#### Exercise instructions
Below are the entries. Transcribe exactly the lines from the one with "use cohort_config::CohortConfig;" through the one with "warn_unconfigured(&config);", ends included, and leave out all others.
──────────
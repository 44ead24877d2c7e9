//! Latest group-list snapshot, guarded by fetch generations.
//!
//! Every load begins a new generation. Only the most recently begun generation
//! may publish its outcome, so a slow, superseded load can never overwrite the
//! result of a newer one.

use cohort_core::AssembledGroup;

/// Token identifying one load.
#[derive(Debug, Clone, Copy, PartialEq, Eq, PartialOrd, Ord)]
pub struct FetchGeneration(u64);

/// What the list currently shows.
#[derive(Debug, Clone, PartialEq)]
pub enum GroupListState {
    /// Nothing has been published yet.
    Loading,
    Loaded(Vec<AssembledGroup>),
    /// The latest load failed; the list renders empty.
    Failed { message: String },
}

#[derive(Debug)]
pub struct GroupListCache {
    latest: u64,
    state: GroupListState,
}

impl Default for GroupListCache {
    fn default() -> Self {
        Self::new()
    }
}

impl GroupListCache {
    #[must_use]
    pub const fn new() -> Self {
        Self {
            latest: 0,
            state: GroupListState::Loading,
        }
    }

    /// Start a load, superseding every earlier one.
    pub const fn begin(&mut self) -> FetchGeneration {
        self.latest += 1;
        FetchGeneration(self.latest)
    }

    /// Publish the outcome of load `generation`.
    ///
    /// Returns `false` (and leaves the state untouched) if a newer load has begun.
    pub fn commit<E: std::fmt::Display>(
        &mut self,
        generation: FetchGeneration,
        outcome: &Result<Vec<AssembledGroup>, E>,
    ) -> bool {
        if generation.0 != self.latest {
            tracing::debug!(
                stale = generation.0,
                latest = self.latest,
                "dropping superseded group list"
            );
            return false;
        }
        self.state = match outcome {
            Ok(groups) => GroupListState::Loaded(groups.clone()),
            Err(error) => GroupListState::Failed {
                message: error.to_string(),
            },
        };
        true
    }

    #[must_use]
    pub const fn state(&self) -> &GroupListState {
        &self.state
    }

    /// Groups to render: empty unless the latest load succeeded.
    #[must_use]
    pub fn groups(&self) -> &[AssembledGroup] {
        match &self.state {
            GroupListState::Loaded(groups) => groups,
            GroupListState::Loading | GroupListState::Failed { .. } => &[],
        }
    }
}
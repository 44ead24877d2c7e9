use anyhow::Context;
use cohort_config::CohortConfig;

/// Load `.env`, then the layered config.
pub fn load_config() -> anyhow::Result<CohortConfig> {
    let config = CohortConfig::load_with_dotenv().context("failed to load cohort configuration")?;
    warn_unconfigured(&config);
    Ok(config)
}

/// Auth client for the configured backend.
pub fn auth_client(config: &CohortConfig) -> anyhow::Result<cohort_auth::AuthClient> {
    let backend = config
        .require_backend()
        .context("set COHORT_BACKEND__URL and COHORT_BACKEND__ANON_KEY")?;
    Ok(cohort_auth::AuthClient::new(backend)?)
}

/// Data client carrying the caller's session token, when one is stored.
///
/// A stored token that expired and cannot be refreshed is dropped with a
/// warning; reads then go out with the anonymous key.
pub async fn data_client(config: &CohortConfig) -> anyhow::Result<cohort_data::DataClient> {
    let auth = auth_client(config)?;
    let token = match cohort_auth::refresh::resolve_access_token(&auth).await {
        Ok(token) => token,
        Err(error) => {
            tracing::warn!(%error, "stored session unusable; continuing anonymously");
            None
        }
    };

    let backend = config.require_backend()?;
    Ok(cohort_data::DataClient::new(backend, config.tables.clone())?.with_access_token(token))
}

fn warn_unconfigured(config: &CohortConfig) {
    for warning in collect_unconfigured_warnings(config, std::env::vars().map(|(key, _)| key)) {
        tracing::warn!("{warning}");
    }
}

fn collect_unconfigured_warnings<I>(config: &CohortConfig, env_keys: I) -> Vec<String>
where
    I: IntoIterator<Item = String>,
{
    let mut warnings = Vec::new();
    let keys = env_keys.into_iter().collect::<Vec<_>>();

    let single_underscore = keys
        .iter()
        .any(|key| key.starts_with("COHORT_BACKEND_") && !key.starts_with("COHORT_BACKEND__"));
    if !config.backend.is_configured() && single_underscore {
        warnings.push(
            "backend config appears default while COHORT_BACKEND* env vars exist. Use double underscores (example: COHORT_BACKEND__URL)."
                .to_string(),
        );
    }

    warnings
}

#[cfg(test)]
mod tests {
    use cohort_config::{BackendConfig, CohortConfig};

    use super::collect_unconfigured_warnings;

    #[test]
    fn warns_for_single_underscore_backend_keys() {
        let warnings = collect_unconfigured_warnings(
            &CohortConfig::default(),
            vec!["COHORT_BACKEND_URL".to_string(), "HOME".to_string()],
        );
        assert_eq!(warnings.len(), 1);
        assert!(warnings[0].contains("COHORT_BACKEND__URL"));
    }

    #[test]
    fn silent_when_backend_is_configured() {
        let config = CohortConfig {
            backend: BackendConfig {
                url: "https://demo.example.co".to_string(),
                anon_key: "anon".to_string(),
                ..Default::default()
            },
            ..Default::default()
        };
        let warnings =
            collect_unconfigured_warnings(&config, vec!["COHORT_BACKEND_URL".to_string()]);
        assert!(warnings.is_empty());
    }

    #[test]
    fn silent_without_backend_env_keys() {
        let warnings = collect_unconfigured_warnings(&CohortConfig::default(), Vec::new());
        assert!(warnings.is_empty());
    }
}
──────────
#### Worked solution
use cohort_config::CohortConfig;

/// Load `.env`, then the layered config.
pub fn load_config() -> anyhow::Result<CohortConfig> {
    let config = CohortConfig::load_with_dotenv().context("failed to load cohort configuration")?;
    warn_unconfigured(&config);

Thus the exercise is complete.